De même, dans son témoignage Hillman déclaré que «nous avons constaté une baisse significative de la nombre de cas de commerce initiées par les Etats-Unis. . . “Et qu’un” régime d’application commerciale solide pour le 21e siècle doit faire des ajustements pour les changements qui ont eu lieu à notre système commercial dans la dernière décennie, alors que dans le même temps se assurer que nous utilisons pleinement les outils que nous avons déjà à notre disposition ».

Cette audience a démontré que, dans une Amérique de plus en plus protectionniste, la Chine est devenue le bouc émissaire des échecs sous-jacents du Congrès et les administrations actuelles et précédentes pour faire face de manière adéquate les causes sous-jacentes d’une circonscription insatisfait (quelques exemples comprennent: la disparité salariale, moins bien rémunéré au pays , la diminution des prestations de retraite et l’augmentation constante du nombre d’Américains non assurés).
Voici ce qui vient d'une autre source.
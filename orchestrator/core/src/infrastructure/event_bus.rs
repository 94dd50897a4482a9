// Event Bus Implementation - Pub/Sub for Launch Events
//
// Provides in-memory event streaming using tokio broadcast channels so
// agent tracking, the CLI and tests can observe launches that the caller
// has already handed off.
//
// In-memory only (events are lost on restart)

use crate::domain::events::LaunchEvent;
use std::sync::Arc;
use tokio::sync::broadcast;
use tracing::{debug, warn};

/// Event bus for publishing and subscribing to launch events
#[derive(Clone)]
pub struct EventBus {
    sender: Arc<broadcast::Sender<LaunchEvent>>,
}

impl EventBus {
    /// Create a new event bus with specified channel capacity
    /// Capacity determines how many events can be buffered before dropping old ones
    pub fn new(capacity: usize) -> Self {
        let (sender, _) = broadcast::channel(capacity);
        Self {
            sender: Arc::new(sender),
        }
    }

    /// Create event bus with default capacity (1000)
    pub fn with_default_capacity() -> Self {
        Self::new(1000)
    }

    /// Publish a launch event to all subscribers
    pub fn publish(&self, event: LaunchEvent) {
        debug!("Publishing event: {:?}", event);

        let receiver_count = self.sender.send(event).unwrap_or(0);
        if receiver_count == 0 {
            debug!("No subscribers listening to event");
        }
    }

    /// Subscribe to all launch events
    pub fn subscribe(&self) -> EventReceiver {
        EventReceiver {
            receiver: self.sender.subscribe(),
        }
    }

    /// Subscribe to the events of a single agent
    pub fn subscribe_agent(&self, agent: impl Into<String>) -> AgentEventReceiver {
        AgentEventReceiver {
            receiver: self.sender.subscribe(),
            agent: agent.into(),
        }
    }

    /// Get the number of active subscribers
    pub fn subscriber_count(&self) -> usize {
        self.sender.receiver_count()
    }
}

fn map_recv_error(e: broadcast::error::RecvError) -> EventBusError {
    match e {
        broadcast::error::RecvError::Closed => EventBusError::Closed,
        broadcast::error::RecvError::Lagged(n) => {
            warn!("Event receiver lagged by {} events", n);
            EventBusError::Lagged(n)
        }
    }
}

/// Receiver for all launch events
pub struct EventReceiver {
    receiver: broadcast::Receiver<LaunchEvent>,
}

impl EventReceiver {
    /// Receive the next event (waits until an event is available)
    pub async fn recv(&mut self) -> Result<LaunchEvent, EventBusError> {
        self.receiver.recv().await.map_err(map_recv_error)
    }

    /// Try to receive an event without blocking
    pub fn try_recv(&mut self) -> Result<LaunchEvent, EventBusError> {
        self.receiver.try_recv().map_err(|e| match e {
            broadcast::error::TryRecvError::Empty => EventBusError::Empty,
            broadcast::error::TryRecvError::Closed => EventBusError::Closed,
            broadcast::error::TryRecvError::Lagged(n) => {
                warn!("Event receiver lagged by {} events", n);
                EventBusError::Lagged(n)
            }
        })
    }

    /// Drain every event currently buffered
    pub fn drain(&mut self) -> Vec<LaunchEvent> {
        let mut events = Vec::new();
        loop {
            match self.try_recv() {
                Ok(event) => events.push(event),
                Err(EventBusError::Lagged(_)) => continue,
                Err(_) => break,
            }
        }
        events
    }
}

/// Receiver for the events of one agent (filtered)
pub struct AgentEventReceiver {
    receiver: broadcast::Receiver<LaunchEvent>,
    agent: String,
}

impl AgentEventReceiver {
    /// Receive the next event for the agent, skipping other agents' events
    pub async fn recv(&mut self) -> Result<LaunchEvent, EventBusError> {
        loop {
            let event = self.receiver.recv().await.map_err(map_recv_error)?;
            if event.agent() == self.agent {
                return Ok(event);
            }
        }
    }
}

/// Errors that can occur when receiving events
#[derive(Debug, thiserror::Error)]
pub enum EventBusError {
    #[error("Event bus is closed")]
    Closed,

    #[error("No events available")]
    Empty,

    #[error("Receiver lagged by {0} events (events were dropped)")]
    Lagged(u64),
}

impl Default for EventBus {
    fn default() -> Self {
        Self::with_default_capacity()
    }
}
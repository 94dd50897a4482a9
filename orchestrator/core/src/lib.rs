// Copyright (c) 2026 swarm-provisioner contributors
// SPDX-License-Identifier: AGPL-3.0
//! Swarm Provisioner Core
//!
//! Launches build agents as Docker Swarm services: resolves the agent
//! template for a queued task, builds and enriches the create-service
//! request, records an audit snapshot and hands creation to a worker pool.
//!
//! # Architecture
//!
//! - **Layer:** Core System
//! - **Domain:** templates, launch context, service specification, errors
//! - **Application:** launcher, enricher, command builder, resolver, dispatcher
//! - **Infrastructure:** bollard swarm client, event bus, offline directory

pub mod application;
pub mod domain;
pub mod infrastructure;

pub use domain::*;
Sans doute, un terrain d’entente doit être atteint. Le protectionnisme doit morph du projet de loi des barrières commerciales a augmenté le solde sénateur Grassley a demandé auront été perdues. En outre, ces barrières commerciales accrues conduiront à une augmentation des coûts pour des millions d’Américains avec peu d’avantages à l’emploi de fabrication américaine.